> **Exercise directions**
Throughout the entries below, report every line where "TrackedOutput" is found.

=== Section Start ===

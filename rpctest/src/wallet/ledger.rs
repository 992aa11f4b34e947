//! UTXO ledger fed by chain notifications.
//!
//! The ledger tracks every output paying a watched address together with its
//! spend status. It is driven entirely by [`ChainNotification`]s, and every
//! notification may be delivered more than once: ingestion is keyed by
//! outpoint and block height so a replay leaves the state unchanged.

use std::collections::{BTreeMap, HashMap};

use dashcore::{Address, BlockHash, OutPoint, ScriptBuf, Transaction, Txid};

use crate::chain_params::ChainParams;
use crate::error::{WalletError, WalletResult};
use crate::rpc::ChainNotification;

/// An output owned by the wallet.
#[derive(Debug, Clone, PartialEq, Eq)]
pub struct TrackedOutput {
    pub outpoint: OutPoint,
    /// Value in duffs.
    pub value: u64,
    pub address: Address,
    /// Height of the confirming block, `None` while unconfirmed.
    pub height: Option<u32>,
    pub is_coinbase: bool,
    /// Transaction consuming this output, confirmed or pending.
    pub spent_by: Option<Txid>,
    /// Whether the output was first observed in the mempool.
    pub seen_unconfirmed: bool,
}

impl TrackedOutput {
    pub fn is_spent(&self) -> bool {
        self.spent_by.is_some()
    }

    /// Number of confirmations given the current tip. Unconfirmed outputs have zero.
    pub fn confirmations(&self, tip_height: u32) -> u32 {
        match self.height {
            Some(height) if tip_height >= height => tip_height - height + 1,
            _ => 0,
        }
    }

    /// Coinbase outputs may be spent once the tip is `maturity` blocks past their block.
    pub fn is_mature(&self, tip_height: u32, coinbase_maturity: u32) -> bool {
        if !self.is_coinbase {
            return true;
        }
        match self.height {
            Some(height) => tip_height >= height.saturating_add(coinbase_maturity),
            None => false,
        }
    }
}

/// Outputs reserved by a locally built transaction that has not been seen on chain yet.
#[derive(Debug, Clone, PartialEq, Eq)]
pub struct PendingSpend {
    pub txid: Txid,
    pub outpoints: Vec<OutPoint>,
}

/// A spend of an outpoint the ledger has not seen yet.
#[derive(Debug, Clone, Copy, PartialEq, Eq)]
struct OrphanSpend {
    spender: Txid,
    /// Tip height when the spend was observed.
    seen_at: u32,
}

/// Map from outpoint to tracked output, plus the chain view needed to age them.
#[derive(Debug)]
pub struct Ledger {
    params: ChainParams,
    /// Watched output scripts and the address each one pays.
    watched: HashMap<ScriptBuf, Address>,
    outputs: BTreeMap<OutPoint, TrackedOutput>,
    /// Spends of outpoints seen before the output itself.
    orphan_spends: HashMap<OutPoint, OrphanSpend>,
    pending: HashMap<Txid, PendingSpend>,
    block_hashes: BTreeMap<u32, BlockHash>,
    tip_height: u32,
}

impl Ledger {
    pub fn new(params: ChainParams) -> Self {
        Self {
            params,
            watched: HashMap::new(),
            outputs: BTreeMap::new(),
            orphan_spends: HashMap::new(),
            pending: HashMap::new(),
            block_hashes: BTreeMap::new(),
            tip_height: 0,
        }
    }

    /// Start tracking outputs paying `address`.
    pub fn watch(&mut self, address: Address) {
        self.watched.insert(address.script_pubkey(), address);
    }

    pub fn is_watched(&self, address: &Address) -> bool {
        self.watched.contains_key(&address.script_pubkey())
    }

    pub fn tip_height(&self) -> u32 {
        self.tip_height
    }

    /// Hash of the block ingested at `height` on the ledger's current chain.
    pub fn block_hash(&self, height: u32) -> Option<BlockHash> {
        self.block_hashes.get(&height).copied()
    }

    pub fn get(&self, outpoint: &OutPoint) -> Option<&TrackedOutput> {
        self.outputs.get(outpoint)
    }

    /// Every tracked output, spent or not, ordered by outpoint.
    pub fn outputs(&self) -> impl Iterator<Item = &TrackedOutput> {
        self.outputs.values()
    }

    /// Applies a chain notification.
    pub fn ingest(&mut self, notification: &ChainNotification) {
        match notification {
            ChainNotification::BlockConnected {
                height,
                hash,
                transactions,
            } => self.connect_block(*height, *hash, transactions),
            ChainNotification::BlockDisconnected {
                height,
                hash,
            } => self.disconnect_block(*height, *hash),
            ChainNotification::TransactionAccepted {
                transaction,
            } => self.apply_transaction(transaction, None),
        }
    }

    fn connect_block(&mut self, height: u32, hash: BlockHash, transactions: &[Transaction]) {
        match self.block_hashes.get(&height) {
            Some(known) if *known == hash => {
                tracing::trace!("block {} at height {} already ingested", hash, height);
            }
            Some(_) => {
                // A different block at a known height implies a reorg we were not told about.
                tracing::info!("replacing block at height {} with {}", height, hash);
                self.rewind_to(height);
                self.block_hashes.insert(height, hash);
                self.tip_height = height;
            }
            None => {
                self.block_hashes.insert(height, hash);
                self.tip_height = self.tip_height.max(height);
            }
        }

        for tx in transactions {
            self.apply_transaction(tx, Some(height));
        }
        self.prune_orphan_spends();
    }

    /// Forgets orphan spends older than the coinbase maturity window.
    ///
    /// An output still unseen that many blocks after its spend is not ours.
    fn prune_orphan_spends(&mut self) {
        let tip_height = self.tip_height;
        let maturity = self.params.coinbase_maturity;
        let before = self.orphan_spends.len();
        self.orphan_spends
            .retain(|_, orphan| tip_height.saturating_sub(orphan.seen_at) <= maturity);
        let pruned = before - self.orphan_spends.len();
        if pruned > 0 {
            tracing::trace!("pruned {} orphan spends at height {}", pruned, tip_height);
        }
    }

    fn disconnect_block(&mut self, height: u32, hash: BlockHash) {
        if self.block_hashes.get(&height) != Some(&hash) {
            tracing::debug!("ignoring disconnect of unknown block {} at height {}", hash, height);
            return;
        }
        tracing::info!("disconnecting block {} at height {}", hash, height);
        self.rewind_to(height);
    }

    /// Undo every block at or above `height`.
    ///
    /// Regular outputs return to the unconfirmed set since their transactions go
    /// back to the mempool. Coinbase outputs cannot exist outside their block and
    /// are dropped.
    fn rewind_to(&mut self, height: u32) {
        let _ = self.block_hashes.split_off(&height);
        self.outputs.retain(|_, output| match output.height {
            Some(h) if h >= height => !output.is_coinbase,
            _ => true,
        });
        for output in self.outputs.values_mut() {
            if output.height.is_some_and(|h| h >= height) {
                output.height = None;
            }
        }
        self.tip_height = height.saturating_sub(1);
    }

    fn apply_transaction(&mut self, tx: &Transaction, height: Option<u32>) {
        let txid = tx.txid();

        if !tx.is_coin_base() {
            for input in &tx.input {
                let outpoint = input.previous_output;
                match self.outputs.get_mut(&outpoint) {
                    Some(output) => {
                        if let Some(previous) = output.spent_by.replace(txid) {
                            if previous != txid {
                                tracing::warn!(
                                    "output {} spent by {} replaces spend by {}",
                                    outpoint,
                                    txid,
                                    previous
                                );
                            }
                        }
                    }
                    None => {
                        self.orphan_spends.insert(
                            outpoint,
                            OrphanSpend {
                                spender: txid,
                                seen_at: self.tip_height,
                            },
                        );
                    }
                }
            }
        }

        // The node has seen our transaction, so its inputs are no longer a local reservation.
        self.pending.remove(&txid);

        for (vout, out) in tx.output.iter().enumerate() {
            let Some(address) = self.watched.get(&out.script_pubkey) else {
                continue;
            };
            let outpoint = OutPoint::new(txid, vout as u32);
            let spent_by = self.orphan_spends.remove(&outpoint).map(|orphan| orphan.spender);
            let output = self.outputs.entry(outpoint).or_insert_with(|| TrackedOutput {
                outpoint,
                value: out.value,
                address: address.clone(),
                height: None,
                is_coinbase: tx.is_coin_base(),
                spent_by: None,
                seen_unconfirmed: height.is_none(),
            });
            if output.spent_by.is_none() {
                output.spent_by = spent_by;
            }
            if height.is_some() {
                output.height = height;
            }
        }
    }

    fn is_spendable(&self, output: &TrackedOutput, min_confirmations: u32) -> bool {
        !output.is_spent()
            && output.confirmations(self.tip_height) >= min_confirmations
            && output.is_mature(self.tip_height, self.params.coinbase_maturity)
    }

    /// Unspent outputs with at least `min_confirmations`, ordered by outpoint.
    ///
    /// `0` includes unconfirmed outputs. Immature coinbase outputs are never returned.
    pub fn spendable_outputs(&self, min_confirmations: u32) -> Vec<&TrackedOutput> {
        self.outputs
            .values()
            .filter(|output| self.is_spendable(output, min_confirmations))
            .collect()
    }

    pub fn balance(&self, address: &Address, min_confirmations: u32) -> u64 {
        self.spendable_outputs(min_confirmations)
            .into_iter()
            .filter(|output| output.address == *address)
            .map(|output| output.value)
            .sum()
    }

    pub fn total_balance(&self, min_confirmations: u32) -> u64 {
        self.spendable_outputs(min_confirmations).into_iter().map(|output| output.value).sum()
    }

    /// Reserves `outpoints` for the locally built transaction `spender`.
    ///
    /// All-or-nothing: if any outpoint is untracked or already spent the ledger is left untouched.
    pub fn mark_spent(&mut self, outpoints: &[OutPoint], spender: Txid) -> WalletResult<()> {
        for outpoint in outpoints {
            let output = self.outputs.get(outpoint).ok_or(WalletError::UnknownOutput(*outpoint))?;
            if output.is_spent() {
                return Err(WalletError::OutputAlreadySpent(*outpoint));
            }
        }
        let duplicate = (1..outpoints.len()).find(|&i| outpoints[..i].contains(&outpoints[i]));
        if let Some(index) = duplicate {
            return Err(WalletError::OutputAlreadySpent(outpoints[index]));
        }

        for outpoint in outpoints {
            if let Some(output) = self.outputs.get_mut(outpoint) {
                output.spent_by = Some(spender);
            }
        }
        self.pending.insert(
            spender,
            PendingSpend {
                txid: spender,
                outpoints: outpoints.to_vec(),
            },
        );
        Ok(())
    }

    /// Rolls back a pending spend, returning its outputs to the unspent set.
    pub fn release(&mut self, txid: &Txid) -> Vec<OutPoint> {
        let Some(pending) = self.pending.remove(txid) else {
            return Vec::new();
        };
        let mut released = Vec::with_capacity(pending.outpoints.len());
        for outpoint in pending.outpoints {
            if let Some(output) = self.outputs.get_mut(&outpoint) {
                if output.spent_by == Some(*txid) {
                    output.spent_by = None;
                    released.push(outpoint);
                }
            }
        }
        released
    }

    /// Releases individual outputs reserved by pending spends.
    ///
    /// Outputs spent by a transaction the node has already seen are left alone.
    pub fn unlock(&mut self, outpoints: &[OutPoint]) -> usize {
        let mut unlocked = 0;
        for outpoint in outpoints {
            let Some(output) = self.outputs.get_mut(outpoint) else {
                continue;
            };
            let Some(spender) = output.spent_by else {
                continue;
            };
            let Some(pending) = self.pending.get_mut(&spender) else {
                continue;
            };
            pending.outpoints.retain(|o| o != outpoint);
            if pending.outpoints.is_empty() {
                self.pending.remove(&spender);
            }
            output.spent_by = None;
            unlocked += 1;
        }
        unlocked
    }

    pub fn pending_spends(&self) -> impl Iterator<Item = &PendingSpend> {
        self.pending.values()
    }
}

=== Section End ===

> **Problem solution**
pub struct TrackedOutput {
impl TrackedOutput {
    outputs: BTreeMap<OutPoint, TrackedOutput>,
    pub fn get(&self, outpoint: &OutPoint) -> Option<&TrackedOutput> {
    pub fn outputs(&self) -> impl Iterator<Item = &TrackedOutput> {
            let output = self.outputs.entry(outpoint).or_insert_with(|| TrackedOutput {
    fn is_spendable(&self, output: &TrackedOutput, min_confirmations: u32) -> bool {
    pub fn spendable_outputs(&self, min_confirmations: u32) -> Vec<&TrackedOutput> {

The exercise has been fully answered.